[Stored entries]

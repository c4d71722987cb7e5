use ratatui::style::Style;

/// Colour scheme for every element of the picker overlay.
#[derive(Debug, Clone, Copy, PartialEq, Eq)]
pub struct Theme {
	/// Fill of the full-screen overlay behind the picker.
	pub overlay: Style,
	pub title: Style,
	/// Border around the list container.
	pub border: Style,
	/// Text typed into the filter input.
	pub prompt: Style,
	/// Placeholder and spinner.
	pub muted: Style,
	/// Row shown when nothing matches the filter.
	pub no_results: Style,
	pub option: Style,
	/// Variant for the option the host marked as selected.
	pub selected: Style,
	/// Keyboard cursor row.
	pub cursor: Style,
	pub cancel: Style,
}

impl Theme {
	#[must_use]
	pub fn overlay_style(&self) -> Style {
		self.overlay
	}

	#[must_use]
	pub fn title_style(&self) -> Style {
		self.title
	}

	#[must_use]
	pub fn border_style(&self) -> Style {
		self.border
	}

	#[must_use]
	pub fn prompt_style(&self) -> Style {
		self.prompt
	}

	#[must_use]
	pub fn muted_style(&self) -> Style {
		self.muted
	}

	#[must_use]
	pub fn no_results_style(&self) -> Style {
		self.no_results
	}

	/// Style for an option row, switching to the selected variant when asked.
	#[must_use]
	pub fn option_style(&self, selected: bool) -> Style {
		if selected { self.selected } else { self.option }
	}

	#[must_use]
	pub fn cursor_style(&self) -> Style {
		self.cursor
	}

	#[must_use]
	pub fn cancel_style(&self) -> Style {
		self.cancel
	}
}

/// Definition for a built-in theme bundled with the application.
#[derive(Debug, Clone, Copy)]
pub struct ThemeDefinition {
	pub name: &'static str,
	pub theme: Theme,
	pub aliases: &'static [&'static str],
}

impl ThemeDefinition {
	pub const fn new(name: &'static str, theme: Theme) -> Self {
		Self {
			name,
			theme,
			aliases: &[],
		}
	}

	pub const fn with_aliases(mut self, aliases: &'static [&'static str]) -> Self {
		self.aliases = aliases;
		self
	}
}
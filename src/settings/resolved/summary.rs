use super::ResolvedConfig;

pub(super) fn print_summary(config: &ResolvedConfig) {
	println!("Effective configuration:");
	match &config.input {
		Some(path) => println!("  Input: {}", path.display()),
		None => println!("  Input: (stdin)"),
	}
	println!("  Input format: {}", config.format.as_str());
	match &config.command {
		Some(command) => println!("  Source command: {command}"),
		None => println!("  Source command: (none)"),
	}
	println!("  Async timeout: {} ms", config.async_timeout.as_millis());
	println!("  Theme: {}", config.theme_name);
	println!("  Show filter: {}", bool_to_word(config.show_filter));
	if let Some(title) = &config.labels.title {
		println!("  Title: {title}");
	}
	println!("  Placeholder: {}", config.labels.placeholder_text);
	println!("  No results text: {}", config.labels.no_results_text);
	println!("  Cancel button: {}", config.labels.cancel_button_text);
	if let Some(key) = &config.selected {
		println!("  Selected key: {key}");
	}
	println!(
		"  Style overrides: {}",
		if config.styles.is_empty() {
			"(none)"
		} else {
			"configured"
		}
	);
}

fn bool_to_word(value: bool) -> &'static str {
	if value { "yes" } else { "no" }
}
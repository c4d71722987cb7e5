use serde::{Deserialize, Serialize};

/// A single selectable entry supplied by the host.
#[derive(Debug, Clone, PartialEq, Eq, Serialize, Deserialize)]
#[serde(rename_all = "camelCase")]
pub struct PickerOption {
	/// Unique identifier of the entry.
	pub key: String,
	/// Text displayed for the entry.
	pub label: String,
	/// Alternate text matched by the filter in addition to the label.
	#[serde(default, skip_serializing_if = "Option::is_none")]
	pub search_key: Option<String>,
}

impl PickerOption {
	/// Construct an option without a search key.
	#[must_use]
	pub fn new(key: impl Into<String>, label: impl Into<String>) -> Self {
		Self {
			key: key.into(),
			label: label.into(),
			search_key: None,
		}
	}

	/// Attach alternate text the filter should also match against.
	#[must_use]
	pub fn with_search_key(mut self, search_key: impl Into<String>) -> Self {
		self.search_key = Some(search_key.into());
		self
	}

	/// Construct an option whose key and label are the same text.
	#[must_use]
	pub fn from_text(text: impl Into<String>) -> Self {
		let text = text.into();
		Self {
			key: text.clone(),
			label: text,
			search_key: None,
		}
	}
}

▸ **PROBLEM**
Each of the lines above should be printed again precisely as it reads.

▸ **TASK RESULT**
repository c4d71722987cb7e5
use ratatui::style::Style;

/// Colour scheme for every element of the picker overlay.
#[derive(Debug, Clone, Copy, PartialEq, Eq)]
pub struct Theme {
	/// Fill of the full-screen overlay behind the picker.
	pub overlay: Style,
	pub title: Style,
	/// Border around the list container.
	pub border: Style,
	/// Text typed into the filter input.
	pub prompt: Style,
	/// Placeholder and spinner.
	pub muted: Style,
	/// Row shown when nothing matches the filter.
	pub no_results: Style,
	pub option: Style,
	/// Variant for the option the host marked as selected.
	pub selected: Style,
	/// Keyboard cursor row.
	pub cursor: Style,
	pub cancel: Style,
}

impl Theme {
	#[must_use]
	pub fn overlay_style(&self) -> Style {
		self.overlay
	}

	#[must_use]
	pub fn title_style(&self) -> Style {
		self.title
	}

	#[must_use]
	pub fn border_style(&self) -> Style {
		self.border
	}

	#[must_use]
	pub fn prompt_style(&self) -> Style {
		self.prompt
	}

	#[must_use]
	pub fn muted_style(&self) -> Style {
		self.muted
	}

	#[must_use]
	pub fn no_results_style(&self) -> Style {
		self.no_results
	}

	/// Style for an option row, switching to the selected variant when asked.
	#[must_use]
	pub fn option_style(&self, selected: bool) -> Style {
		if selected { self.selected } else { self.option }
	}

	#[must_use]
	pub fn cursor_style(&self) -> Style {
		self.cursor
	}

	#[must_use]
	pub fn cancel_style(&self) -> Style {
		self.cancel
	}
}

/// Definition for a built-in theme bundled with the application.
#[derive(Debug, Clone, Copy)]
pub struct ThemeDefinition {
	pub name: &'static str,
	pub theme: Theme,
	pub aliases: &'static [&'static str],
}

impl ThemeDefinition {
	pub const fn new(name: &'static str, theme: Theme) -> Self {
		Self {
			name,
			theme,
			aliases: &[],
		}
	}

	pub const fn with_aliases(mut self, aliases: &'static [&'static str]) -> Self {
		self.aliases = aliases;
		self
	}
}
filename src/settings/resolved/summary.rs
use super::ResolvedConfig;

pub(super) fn print_summary(config: &ResolvedConfig) {
	println!("Effective configuration:");
	match &config.input {
		Some(path) => println!("  Input: {}", path.display()),
		None => println!("  Input: (stdin)"),
	}
	println!("  Input format: {}", config.format.as_str());
	match &config.command {
		Some(command) => println!("  Source command: {command}"),
		None => println!("  Source command: (none)"),
	}
	println!("  Async timeout: {} ms", config.async_timeout.as_millis());
	println!("  Theme: {}", config.theme_name);
	println!("  Show filter: {}", bool_to_word(config.show_filter));
	if let Some(title) = &config.labels.title {
		println!("  Title: {title}");
	}
	println!("  Placeholder: {}", config.labels.placeholder_text);
	println!("  No results text: {}", config.labels.no_results_text);
	println!("  Cancel button: {}", config.labels.cancel_button_text);
	if let Some(key) = &config.selected {
		println!("  Selected key: {key}");
	}
	println!(
		"  Style overrides: {}",
		if config.styles.is_empty() {
			"(none)"
		} else {
			"configured"
		}
	);
}

fn bool_to_word(value: bool) -> &'static str {
	if value { "yes" } else { "no" }
}
repository c4d71722987cb7e5
use serde::{Deserialize, Serialize};

/// A single selectable entry supplied by the host.
#[derive(Debug, Clone, PartialEq, Eq, Serialize, Deserialize)]
#[serde(rename_all = "camelCase")]
pub struct PickerOption {
	/// Unique identifier of the entry.
	pub key: String,
	/// Text displayed for the entry.
	pub label: String,
	/// Alternate text matched by the filter in addition to the label.
	#[serde(default, skip_serializing_if = "Option::is_none")]
	pub search_key: Option<String>,
}

impl PickerOption {
	/// Construct an option without a search key.
	#[must_use]
	pub fn new(key: impl Into<String>, label: impl Into<String>) -> Self {
		Self {
			key: key.into(),
			label: label.into(),
			search_key: None,
		}
	}

	/// Attach alternate text the filter should also match against.
	#[must_use]
	pub fn with_search_key(mut self, search_key: impl Into<String>) -> Self {
		self.search_key = Some(search_key.into());
		self
	}

	/// Construct an option whose key and label are the same text.
	#[must_use]
	pub fn from_text(text: impl Into<String>) -> Self {
		let text = text.into();
		Self {
			key: text.clone(),
			label: text,
			search_key: None,
		}
	}
}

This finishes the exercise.